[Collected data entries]
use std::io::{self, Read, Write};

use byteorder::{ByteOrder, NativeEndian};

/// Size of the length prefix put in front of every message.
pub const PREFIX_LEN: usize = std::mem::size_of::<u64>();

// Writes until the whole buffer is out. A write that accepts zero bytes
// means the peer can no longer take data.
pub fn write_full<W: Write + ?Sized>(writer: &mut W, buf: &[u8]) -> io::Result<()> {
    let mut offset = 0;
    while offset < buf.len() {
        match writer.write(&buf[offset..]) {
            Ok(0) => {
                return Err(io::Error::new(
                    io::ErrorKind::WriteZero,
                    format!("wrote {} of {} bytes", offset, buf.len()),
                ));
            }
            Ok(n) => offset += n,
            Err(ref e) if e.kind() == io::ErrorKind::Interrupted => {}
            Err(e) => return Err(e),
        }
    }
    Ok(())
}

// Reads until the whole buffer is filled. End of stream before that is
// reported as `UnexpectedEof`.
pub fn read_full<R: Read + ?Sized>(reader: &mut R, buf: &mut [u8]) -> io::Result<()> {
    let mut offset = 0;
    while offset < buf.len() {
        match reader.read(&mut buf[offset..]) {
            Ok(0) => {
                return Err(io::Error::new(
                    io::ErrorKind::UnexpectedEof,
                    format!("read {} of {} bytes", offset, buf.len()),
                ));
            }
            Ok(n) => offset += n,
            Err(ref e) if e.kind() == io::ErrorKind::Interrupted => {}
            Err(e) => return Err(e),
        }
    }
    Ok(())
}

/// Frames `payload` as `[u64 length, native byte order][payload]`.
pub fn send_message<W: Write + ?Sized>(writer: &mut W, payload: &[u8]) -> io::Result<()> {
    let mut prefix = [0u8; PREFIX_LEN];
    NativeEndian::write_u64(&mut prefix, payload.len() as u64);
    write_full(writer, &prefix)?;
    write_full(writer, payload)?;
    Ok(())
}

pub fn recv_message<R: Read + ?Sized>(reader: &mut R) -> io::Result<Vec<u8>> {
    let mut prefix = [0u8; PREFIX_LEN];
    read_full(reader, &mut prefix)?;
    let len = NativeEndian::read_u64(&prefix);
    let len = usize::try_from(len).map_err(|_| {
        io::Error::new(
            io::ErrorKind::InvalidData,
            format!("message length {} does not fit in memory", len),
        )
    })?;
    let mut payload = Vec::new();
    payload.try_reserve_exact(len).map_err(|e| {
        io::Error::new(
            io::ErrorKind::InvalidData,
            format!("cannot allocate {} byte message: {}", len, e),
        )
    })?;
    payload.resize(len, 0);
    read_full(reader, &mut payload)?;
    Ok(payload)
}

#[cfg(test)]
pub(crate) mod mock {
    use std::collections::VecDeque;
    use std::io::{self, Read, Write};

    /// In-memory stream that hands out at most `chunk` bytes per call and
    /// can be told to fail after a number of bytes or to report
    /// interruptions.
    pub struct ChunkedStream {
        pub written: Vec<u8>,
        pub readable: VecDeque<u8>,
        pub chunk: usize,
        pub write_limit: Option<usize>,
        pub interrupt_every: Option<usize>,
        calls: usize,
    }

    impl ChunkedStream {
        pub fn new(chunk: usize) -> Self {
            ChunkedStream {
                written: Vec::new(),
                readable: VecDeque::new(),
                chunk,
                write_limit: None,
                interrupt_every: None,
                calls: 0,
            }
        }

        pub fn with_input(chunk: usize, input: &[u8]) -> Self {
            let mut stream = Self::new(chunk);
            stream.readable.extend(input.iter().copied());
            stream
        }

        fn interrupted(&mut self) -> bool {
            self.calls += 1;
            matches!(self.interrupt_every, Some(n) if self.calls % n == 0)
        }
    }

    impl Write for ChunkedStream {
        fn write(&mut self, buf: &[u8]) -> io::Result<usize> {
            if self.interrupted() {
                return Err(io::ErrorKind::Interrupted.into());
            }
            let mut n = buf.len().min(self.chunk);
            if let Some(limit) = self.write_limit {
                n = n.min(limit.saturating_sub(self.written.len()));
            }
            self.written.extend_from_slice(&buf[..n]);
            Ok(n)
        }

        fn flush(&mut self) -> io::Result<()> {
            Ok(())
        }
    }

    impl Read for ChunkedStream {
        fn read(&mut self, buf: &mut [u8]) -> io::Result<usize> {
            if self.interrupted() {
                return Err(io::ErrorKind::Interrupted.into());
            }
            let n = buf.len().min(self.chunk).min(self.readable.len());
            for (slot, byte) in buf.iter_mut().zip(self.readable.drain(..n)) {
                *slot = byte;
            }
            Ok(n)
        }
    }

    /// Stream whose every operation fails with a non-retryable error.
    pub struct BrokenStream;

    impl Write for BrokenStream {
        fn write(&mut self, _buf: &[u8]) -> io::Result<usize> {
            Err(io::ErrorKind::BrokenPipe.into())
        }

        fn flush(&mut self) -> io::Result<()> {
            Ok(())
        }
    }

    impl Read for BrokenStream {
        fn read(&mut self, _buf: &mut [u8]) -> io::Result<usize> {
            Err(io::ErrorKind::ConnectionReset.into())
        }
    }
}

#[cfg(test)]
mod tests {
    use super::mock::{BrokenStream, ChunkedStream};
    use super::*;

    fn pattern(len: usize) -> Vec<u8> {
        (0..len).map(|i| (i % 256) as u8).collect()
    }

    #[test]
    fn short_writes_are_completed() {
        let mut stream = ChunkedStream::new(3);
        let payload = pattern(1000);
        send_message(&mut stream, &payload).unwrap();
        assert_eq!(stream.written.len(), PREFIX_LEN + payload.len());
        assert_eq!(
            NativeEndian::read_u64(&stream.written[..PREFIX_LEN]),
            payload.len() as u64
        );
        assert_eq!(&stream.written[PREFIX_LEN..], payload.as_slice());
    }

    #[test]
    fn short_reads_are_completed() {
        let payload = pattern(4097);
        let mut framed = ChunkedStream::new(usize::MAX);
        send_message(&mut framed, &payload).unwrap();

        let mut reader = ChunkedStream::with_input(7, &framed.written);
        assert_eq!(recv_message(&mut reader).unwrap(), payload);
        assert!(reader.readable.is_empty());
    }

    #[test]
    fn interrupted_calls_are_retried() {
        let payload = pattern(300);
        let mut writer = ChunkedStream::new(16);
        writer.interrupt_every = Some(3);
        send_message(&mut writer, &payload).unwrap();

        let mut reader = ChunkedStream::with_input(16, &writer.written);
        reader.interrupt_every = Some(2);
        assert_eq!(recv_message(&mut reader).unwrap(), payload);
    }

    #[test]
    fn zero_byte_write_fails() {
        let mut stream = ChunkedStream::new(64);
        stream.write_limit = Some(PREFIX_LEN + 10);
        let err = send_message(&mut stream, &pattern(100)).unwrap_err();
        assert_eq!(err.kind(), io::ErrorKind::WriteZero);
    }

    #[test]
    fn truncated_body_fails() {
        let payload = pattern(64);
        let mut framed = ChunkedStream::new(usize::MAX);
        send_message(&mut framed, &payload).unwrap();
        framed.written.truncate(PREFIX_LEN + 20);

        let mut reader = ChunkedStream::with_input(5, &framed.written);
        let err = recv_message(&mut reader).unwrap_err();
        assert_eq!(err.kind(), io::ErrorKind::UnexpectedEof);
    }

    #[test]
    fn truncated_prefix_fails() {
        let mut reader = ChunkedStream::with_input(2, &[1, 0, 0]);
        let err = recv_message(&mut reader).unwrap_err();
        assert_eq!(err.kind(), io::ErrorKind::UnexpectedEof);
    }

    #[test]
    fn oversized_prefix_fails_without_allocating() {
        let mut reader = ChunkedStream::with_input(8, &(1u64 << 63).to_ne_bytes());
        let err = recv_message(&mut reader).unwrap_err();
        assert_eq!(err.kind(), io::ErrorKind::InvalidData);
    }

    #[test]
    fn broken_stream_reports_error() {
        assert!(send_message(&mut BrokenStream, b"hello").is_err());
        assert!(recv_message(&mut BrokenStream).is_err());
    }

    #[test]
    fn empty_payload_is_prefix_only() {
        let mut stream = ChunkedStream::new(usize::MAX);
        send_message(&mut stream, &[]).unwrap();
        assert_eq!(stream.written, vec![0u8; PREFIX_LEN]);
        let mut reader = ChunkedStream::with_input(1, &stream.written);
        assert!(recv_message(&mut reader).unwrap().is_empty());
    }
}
---
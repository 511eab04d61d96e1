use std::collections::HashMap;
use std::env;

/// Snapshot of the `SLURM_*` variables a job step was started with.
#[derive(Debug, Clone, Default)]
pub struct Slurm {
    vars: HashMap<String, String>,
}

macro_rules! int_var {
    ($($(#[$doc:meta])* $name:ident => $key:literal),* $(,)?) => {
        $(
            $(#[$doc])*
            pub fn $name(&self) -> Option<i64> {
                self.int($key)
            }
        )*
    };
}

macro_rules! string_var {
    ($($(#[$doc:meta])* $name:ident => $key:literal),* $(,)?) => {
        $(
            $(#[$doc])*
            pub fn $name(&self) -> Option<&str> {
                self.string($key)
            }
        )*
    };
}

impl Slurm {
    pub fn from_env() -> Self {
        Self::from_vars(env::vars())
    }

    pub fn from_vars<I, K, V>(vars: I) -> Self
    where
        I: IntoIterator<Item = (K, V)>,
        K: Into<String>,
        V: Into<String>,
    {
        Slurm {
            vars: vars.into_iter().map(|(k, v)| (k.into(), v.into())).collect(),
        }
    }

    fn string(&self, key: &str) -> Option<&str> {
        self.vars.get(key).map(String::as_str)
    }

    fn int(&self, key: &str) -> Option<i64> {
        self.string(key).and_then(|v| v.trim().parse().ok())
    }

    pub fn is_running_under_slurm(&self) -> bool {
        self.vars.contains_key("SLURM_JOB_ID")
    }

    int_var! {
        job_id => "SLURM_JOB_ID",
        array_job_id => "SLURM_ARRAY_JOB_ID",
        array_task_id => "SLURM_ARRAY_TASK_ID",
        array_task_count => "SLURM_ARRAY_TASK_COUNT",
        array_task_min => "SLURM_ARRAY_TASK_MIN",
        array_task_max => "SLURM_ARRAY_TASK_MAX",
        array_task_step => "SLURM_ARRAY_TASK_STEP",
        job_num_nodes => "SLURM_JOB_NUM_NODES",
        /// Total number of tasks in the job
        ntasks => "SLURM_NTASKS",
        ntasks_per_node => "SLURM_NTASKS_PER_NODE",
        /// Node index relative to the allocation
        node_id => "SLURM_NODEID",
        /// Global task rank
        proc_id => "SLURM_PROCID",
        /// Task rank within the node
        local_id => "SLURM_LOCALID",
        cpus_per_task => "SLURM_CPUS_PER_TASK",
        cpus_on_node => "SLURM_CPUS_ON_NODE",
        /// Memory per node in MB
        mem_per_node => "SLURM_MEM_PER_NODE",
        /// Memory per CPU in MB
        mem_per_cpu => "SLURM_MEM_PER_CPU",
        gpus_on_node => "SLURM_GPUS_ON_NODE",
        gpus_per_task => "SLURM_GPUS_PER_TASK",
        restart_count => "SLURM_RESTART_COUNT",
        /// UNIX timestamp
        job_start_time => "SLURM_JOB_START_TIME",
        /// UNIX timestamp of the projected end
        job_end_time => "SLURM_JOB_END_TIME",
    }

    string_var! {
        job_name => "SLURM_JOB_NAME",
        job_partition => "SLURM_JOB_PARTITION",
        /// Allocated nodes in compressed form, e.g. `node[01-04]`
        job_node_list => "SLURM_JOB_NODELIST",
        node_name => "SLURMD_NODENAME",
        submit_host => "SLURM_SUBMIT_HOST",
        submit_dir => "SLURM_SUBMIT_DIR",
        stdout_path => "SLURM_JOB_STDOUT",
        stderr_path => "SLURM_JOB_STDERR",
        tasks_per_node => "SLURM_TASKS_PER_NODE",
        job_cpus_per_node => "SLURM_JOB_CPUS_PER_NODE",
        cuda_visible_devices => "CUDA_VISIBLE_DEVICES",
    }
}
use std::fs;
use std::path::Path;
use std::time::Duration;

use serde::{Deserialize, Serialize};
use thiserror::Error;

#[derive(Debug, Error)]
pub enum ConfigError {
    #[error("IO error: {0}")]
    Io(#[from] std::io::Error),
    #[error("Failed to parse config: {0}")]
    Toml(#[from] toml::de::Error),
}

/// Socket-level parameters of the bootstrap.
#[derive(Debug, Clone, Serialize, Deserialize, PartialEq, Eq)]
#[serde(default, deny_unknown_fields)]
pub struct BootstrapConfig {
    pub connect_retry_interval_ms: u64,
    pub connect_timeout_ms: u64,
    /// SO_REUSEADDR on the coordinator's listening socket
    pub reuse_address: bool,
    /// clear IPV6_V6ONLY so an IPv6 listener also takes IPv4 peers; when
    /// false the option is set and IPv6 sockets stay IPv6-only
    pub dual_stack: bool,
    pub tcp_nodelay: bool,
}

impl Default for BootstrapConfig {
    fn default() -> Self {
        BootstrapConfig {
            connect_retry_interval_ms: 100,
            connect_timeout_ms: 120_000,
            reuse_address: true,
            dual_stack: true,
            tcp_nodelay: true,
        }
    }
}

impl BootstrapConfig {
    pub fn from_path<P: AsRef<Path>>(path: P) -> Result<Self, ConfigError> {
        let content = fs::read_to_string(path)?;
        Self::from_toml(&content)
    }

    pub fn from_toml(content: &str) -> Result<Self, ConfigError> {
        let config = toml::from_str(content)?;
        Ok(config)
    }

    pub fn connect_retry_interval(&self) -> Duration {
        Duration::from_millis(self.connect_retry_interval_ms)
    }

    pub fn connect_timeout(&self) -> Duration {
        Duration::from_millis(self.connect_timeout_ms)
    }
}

**Task instructions**
Collect the complete line wherever the string "super" appears in the records.

**Result of the task**
    use super::mock::{BrokenStream, ChunkedStream};
    use super::*;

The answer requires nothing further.